Technically Speaking: 7-Deadly Investing Sins
As I noted in this past weekend’s newsletter, I am on a much-needed family vacation this week. However, I would be remiss if I did not relay some of my thoughts in reference to the Monday’s market action as it relates to our current portfolio positioning.
As I stated on Saturday:
“As we discussed previously, what happens in the middle of the week is of little consequence to us. We are only truly interested in where the week ends. In that regard, the bulls remained stuck at the ‘Maginot Line’ which continues to keep the majority of our models on hold for now.”
The one thing that keeps us a bit more bullishly biased at the moment is the flood of earnings coming in as we progress into the Q2 reporting season. Google reported better than expected numbers (of course, that’s not saying much since estimates are always lowered so companies can beat them) which will give a lift to market today at least at the outset of the session.

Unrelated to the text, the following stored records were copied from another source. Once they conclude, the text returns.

impl RedisBackend {
    async fn conn(&self) -> Result<PoolGuard<RedisManager>> {
        self.pool.acquire().await
    }

    fn indexed_fields(&self, table: &str) -> HashMap<String, IndexShape> {
        self.indexed
            .lock()
            .unwrap_or_else(|poison| poison.into_inner())
            .get(table)
            .cloned()
            .unwrap_or_default()
    }

    fn map_err(op: LogicalOp, table: Option<&str>, err: redis::RedisError) -> StoreError {
        if err.is_io_error() || err.is_connection_dropped() || err.is_connection_refusal() {
            return StoreError::transport(format!("redis: {err}"));
        }
        StoreError::backend(op, table, err.to_string())
    }

    fn decode_row(raw: &str) -> Option<Row> {
        match serde_json::from_str::<serde_json::Value>(raw).map(Value::from_json) {
            Ok(Value::Object(map)) => Some(map),
            _ => None,
        }
    }

    fn encode_row(row: &Row) -> String {
        Value::Object(row.clone()).to_json().to_string()
    }

    fn numeric_score(value: &Value) -> Option<f64> {
        match value {
            Value::Int(i) => Some(*i as f64),
            Value::Float(f) => Some(*f),
            Value::Decimal(_) | Value::Text(_) => value
                .parse_decimal()
                .and_then(|d| bigdecimal_to_f64(&d)),
            Value::Bool(b) => Some(if *b { 1.0 } else { 0.0 }),
            Value::DateTime(dt) => Some(dt.timestamp_millis() as f64),
            _ => None,
        }
    }

    fn index_member_repr(value: &Value) -> String {
        value.to_json().to_string()
    }

    /// Queue index updates for one stored row into a pipeline.
    fn index_writes(
        pipe: &mut redis::Pipeline,
        table: &str,
        indexed: &HashMap<String, IndexShape>,
        id: &str,
        row: &Row,
        remove: bool,
    ) {
        for (field, shape) in indexed {
            let Some(value) = row.get(field).filter(|v| !v.is_null()) else {
                continue;
            };
            match shape {
                IndexShape::Sorted => {
                    let Some(score) = Self::numeric_score(value) else {
                        continue;
                    };
                    if remove {
                        pipe.zrem(zindex_key(table, field), id);
                    } else {
                        pipe.zadd(zindex_key(table, field), id, score);
                    }
                }
                IndexShape::ByValue => {
                    let member = Self::index_member_repr(value);
                    let key = sindex_key(table, field, &member);
                    if remove {
                        pipe.srem(key, id);
                    } else {
                        pipe.sadd(key, id);
                    }
                }
            }
        }
    }

    /// Candidate ids for a select: direct key lookups for id equality and
    /// membership, sorted-set ranges for single indexed comparisons, the
    /// full id set otherwise.
    async fn candidate_ids(
        &self,
        table: &str,
        predicate: &Predicate,
        conn: &mut MultiplexedConnection,
    ) -> Result<Vec<String>> {
        if let Predicate::Leaf { field, op, value } = predicate {
            if field == "id" {
                match (op, value) {
                    (CondOp::Eq, Value::Text(id)) => return Ok(vec![id.clone()]),
                    (CondOp::In, Value::Array(items)) => {
                        return Ok(items
                            .iter()
                            .filter_map(|item| item.as_str().map(str::to_string))
                            .collect());
                    }
                    _ => {}
                }
            }

            let indexed = self.indexed_fields(table);
            if let Some(IndexShape::Sorted) = indexed.get(field.as_str()) {
                let range = match (op, value) {
                    (CondOp::Eq, value) => {
                        Self::numeric_score(value).map(|s| (s.to_string(), s.to_string()))
                    }
                    (CondOp::Gt, value) => {
                        Self::numeric_score(value).map(|s| (format!("({s}"), "+inf".into()))
                    }
                    (CondOp::Gte, value) => {
                        Self::numeric_score(value).map(|s| (s.to_string(), "+inf".into()))
                    }
                    (CondOp::Lt, value) => {
                        Self::numeric_score(value).map(|s| ("-inf".into(), format!("({s}")))
                    }
                    (CondOp::Lte, value) => {
                        Self::numeric_score(value).map(|s| ("-inf".into(), s.to_string()))
                    }
                    (CondOp::Between, Value::Array(bounds)) if bounds.len() == 2 => {
                        match (
                            Self::numeric_score(&bounds[0]),
                            Self::numeric_score(&bounds[1]),
                        ) {
                            (Some(low), Some(high)) => {
                                Some((low.to_string(), high.to_string()))
                            }
                            _ => None,
                        }
                    }
                    _ => None,
                };
                if let Some((low, high)) = range {
                    return redis::cmd("ZRANGEBYSCORE")
                        .arg(zindex_key(table, field))
                        .arg(low)
                        .arg(high)
                        .query_async(conn)
                        .await
                        .map_err(|e| Self::map_err(LogicalOp::Select, Some(table), e));
                }
            }
            if let (Some(IndexShape::ByValue), CondOp::Eq) = (indexed.get(field.as_str()), op)
            {
                let member = Self::index_member_repr(value);
                return redis::cmd("SMEMBERS")
                    .arg(sindex_key(table, field, &member))
                    .query_async(conn)
                    .await
                    .map_err(|e| Self::map_err(LogicalOp::Select, Some(table), e));
            }
        }

        redis::cmd("SMEMBERS")
            .arg(ids_key(table))
            .query_async(conn)
            .await
            .map_err(|e| Self::map_err(LogicalOp::Select, Some(table), e))
    }

    /// Fetch and decode documents by id, preserving request order.
    async fn load_rows(
        &self,
        table: &str,
        ids: &[String],
        conn: &mut MultiplexedConnection,
    ) -> Result<Vec<Row>> {
        if ids.is_empty() {
            return Ok(Vec::new());
        }
        let keys: Vec<String> = ids.iter().map(|id| doc_key(table, id)).collect();
        let raw: Vec<Option<String>> = redis::cmd("MGET")
            .arg(&keys)
            .query_async(conn)
            .await
            .map_err(|e| Self::map_err(LogicalOp::Select, Some(table), e))?;
        Ok(raw
            .into_iter()
            .flatten()
            .filter_map(|doc| Self::decode_row(&doc))
            .collect())
    }

    /// The scan path: candidates, decode, filter, order, paginate.
    async fn select_rows(&self, table: &str, request: &SelectRequest) -> Result<Vec<Row>> {
        let predicate = parse_conditions(&request.conditions)?;
        let mut conn = self.conn().await?;

        let ids = self.candidate_ids(table, &predicate, &mut conn).await?;
        let mut rows: Vec<Row> = self
            .load_rows(table, &ids, &mut conn)
            .await?
            .into_iter()
            .filter(|row| evaluate(&predicate, row))
            .collect();

        if !request.order_by.is_empty() {
            rows.sort_by(|left, right| {
                for order in &request.order_by {
                    let a = left.get(&order.field).cloned().unwrap_or(Value::Null);
                    let b = right.get(&order.field).cloned().unwrap_or(Value::Null);
                    let ordering = a.cmp(&b);
                    if ordering != std::cmp::Ordering::Equal {
                        return match order.direction {
                            SortDirection::Ascending => ordering,
                            SortDirection::Descending => ordering.reverse(),
                        };
                    }
                }
                std::cmp::Ordering::Equal
            });
        }

        let offset = request.offset.unwrap_or(0) as usize;
        let rows: Vec<Row> = rows.into_iter().skip(offset).collect();
        let mut rows: Vec<Row> = match request.limit {
            Some(limit) => rows.into_iter().take(limit as usize).collect(),
            None => rows,
        };

        if let Some(projection) = &request.fields {
            let keep: HashSet<&str> = projection
                .iter()
                .map(String::as_str)
                .chain(std::iter::once("id"))
                .collect();
            for row in rows.iter_mut() {
                row.retain(|key, _| keep.contains(key.as_str()));
            }
        }

        Ok(rows)
    }

    fn row_id(row: &Row) -> Option<String> {
        match row.get("id") {
            Some(Value::Text(id)) => Some(id.clone()),
            Some(Value::Int(id)) => Some(id.to_string()),
            _ => None,
        }
    }
}
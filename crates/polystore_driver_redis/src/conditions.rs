//! Parsing and in-memory evaluation of predicate fragments.
//!
//! The store has no query language, so `build_condition` emits a canonical
//! `field op <json>` form and the driver evaluates it against decoded rows
//! (scan + in-memory compare). Combinator groups arrive parenthesized with
//! `AND` / `OR` / `NOT (...)`.

use polystore_core::{CondOp, Result, Row, StoreError, Value};
use std::cmp::Ordering;

/// Parsed predicate tree.
#[derive(Debug, Clone, PartialEq)]
pub enum Predicate {
    Const(bool),
    Leaf {
        field: String,
        op: CondOp,
        value: Value,
    },
    And(Vec<Predicate>),
    Or(Vec<Predicate>),
    Not(Box<Predicate>),
}

/// Parse an implicit conjunction of condition fragments.
pub fn parse_conditions(conditions: &[String]) -> Result<Predicate> {
    let parsed: Result<Vec<Predicate>> =
        conditions.iter().map(|c| parse_expression(c)).collect();
    let mut parsed = parsed?;
    Ok(match parsed.len() {
        0 => Predicate::Const(true),
        1 => parsed.remove(0),
        _ => Predicate::And(parsed),
    })
}

fn parse_expression(input: &str) -> Result<Predicate> {
    let input = input.trim();
    match input {
        "true" => return Ok(Predicate::Const(true)),
        "false" => return Ok(Predicate::Const(false)),
        _ => {}
    }

    if let Some(rest) = input.strip_prefix("NOT ") {
        let rest = rest.trim();
        let inner = rest
            .strip_prefix('(')
            .and_then(|r| r.strip_suffix(')'))
            .unwrap_or(rest);
        return Ok(Predicate::Not(Box::new(parse_expression(inner)?)));
    }

    if input.starts_with('(') && closing_paren(input) == Some(input.len() - 1) {
        let inner = &input[1..input.len() - 1];
        let or_parts = split_top_level(inner, " OR ");
        if or_parts.len() > 1 {
            let children: Result<Vec<Predicate>> =
                or_parts.iter().map(|p| parse_expression(p)).collect();
            return Ok(Predicate::Or(children?));
        }
        let and_parts = split_top_level(inner, " AND ");
        if and_parts.len() > 1 {
            let children: Result<Vec<Predicate>> =
                and_parts.iter().map(|p| parse_expression(p)).collect();
            return Ok(Predicate::And(children?));
        }
        return parse_expression(inner);
    }

    parse_leaf(input)
}

/// Index of the parenthesis closing the one at position 0, skipping string
/// literals.
fn closing_paren(input: &str) -> Option<usize> {
    let mut depth = 0usize;
    let mut in_string = false;
    let mut escaped = false;
    for (index, ch) in input.char_indices() {
        if in_string {
            if escaped {
                escaped = false;
            } else if ch == '\\' {
                escaped = true;
            } else if ch == '"' {
                in_string = false;
            }
            continue;
        }
        match ch {
            '"' => in_string = true,
            '(' => depth += 1,
            ')' => {
                depth -= 1;
                if depth == 0 {
                    return Some(index);
                }
            }
            _ => {}
        }
    }
    None
}

/// Split on a separator at parenthesis depth zero, outside string literals.
fn split_top_level<'a>(input: &'a str, separator: &str) -> Vec<&'a str> {
    let bytes = input.as_bytes();
    let sep = separator.as_bytes();
    let mut parts = Vec::new();
    let mut depth = 0usize;
    let mut in_string = false;
    let mut escaped = false;
    let mut start = 0usize;
    let mut index = 0usize;

    while index < bytes.len() {
        let byte = bytes[index];
        if in_string {
            if escaped {
                escaped = false;
            } else if byte == b'\\' {
                escaped = true;
            } else if byte == b'"' {
                in_string = false;
            }
            index += 1;
            continue;
        }
        match byte {
            b'"' => {
                in_string = true;
                index += 1;
            }
            b'(' => {
                depth += 1;
                index += 1;
            }
            b')' => {
                depth = depth.saturating_sub(1);
                index += 1;
            }
            _ if depth == 0 && bytes[index..].starts_with(sep) => {
                parts.push(&input[start..index]);
                index += sep.len();
                start = index;
            }
            _ => index += 1,
        }
    }
    parts.push(&input[start..]);
    parts
}

const OPERATORS: &[(&str, CondOp)] = &[
    ("is not null", CondOp::IsNotNull),
    ("is null", CondOp::IsNull),
    ("not in", CondOp::NotIn),
    ("between", CondOp::Between),
    ("contains", CondOp::Contains),
    ("ilike", CondOp::ILike),
    ("like", CondOp::Like),
    ("in", CondOp::In),
    (">=", CondOp::Gte),
    ("<=", CondOp::Lte),
    ("!=", CondOp::NotEq),
    ("=", CondOp::Eq),
    (">", CondOp::Gt),
    ("<", CondOp::Lt),
];
/// One recorded backend call.
#[derive(Debug, Clone, PartialEq)]
pub enum Call {
    CreateTable {
        table: String,
    },
    DropTable {
        table: String,
        if_exists: bool,
    },
    Insert {
        table: String,
        row: Row,
    },
    InsertMany {
        table: String,
        count: usize,
    },
    Select {
        table: String,
        conditions: Vec<String>,
        limit: Option<u64>,
        offset: Option<u64>,
        fetch: Vec<String>,
    },
    Count {
        table: String,
        conditions: Vec<String>,
    },
    Update {
        table: String,
        conditions: Vec<String>,
        patch: Row,
    },
    Delete {
        table: String,
        conditions: Vec<String>,
    },
    Raw {
        query: String,
    },
    CreateView {
        name: String,
        query: String,
    },
    DropView {
        name: String,
    },
    RefreshView {
        name: String,
    },
    Relate {
        relation: String,
    },
    Begin,
    Commit,
    Rollback,
}

#[derive(Default)]
struct State {
    calls: Vec<Call>,
    select_results: HashMap<String, VecDeque<Vec<Row>>>,
    count_results: HashMap<String, VecDeque<u64>>,
    errors: VecDeque<StoreError>,
}

/// Scriptable backend that records every call.
///
/// Results are configured per table as FIFO queues; an empty queue yields an
/// empty result, not an error. `queue_error` makes the next operation fail,
/// which is how transport faults are simulated.
pub struct RecordingBackend {
    metadata: &'static BackendMetadata,
    state: Mutex<State>,
    next_id: AtomicUsize,
    latency: Option<Duration>,
    in_flight: AtomicUsize,
    max_in_flight: AtomicUsize,
}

However, as shown below, the bulls have cleared resistance momentarily. It is important the bulls are able to maintain control above 2800 through the end of the week. A failure of that level will likely result in a correction back to 2700.
If these current levels hold through the end of the week, the intermediate-term “buy signal” will also be triggered. (While it may seem to already have been triggered, this is a weekly signal so it requires a full week’s of data to confirm.) This signal will be supportive of current equity allocation levels and will suggest that a move higher in the short-term is likely.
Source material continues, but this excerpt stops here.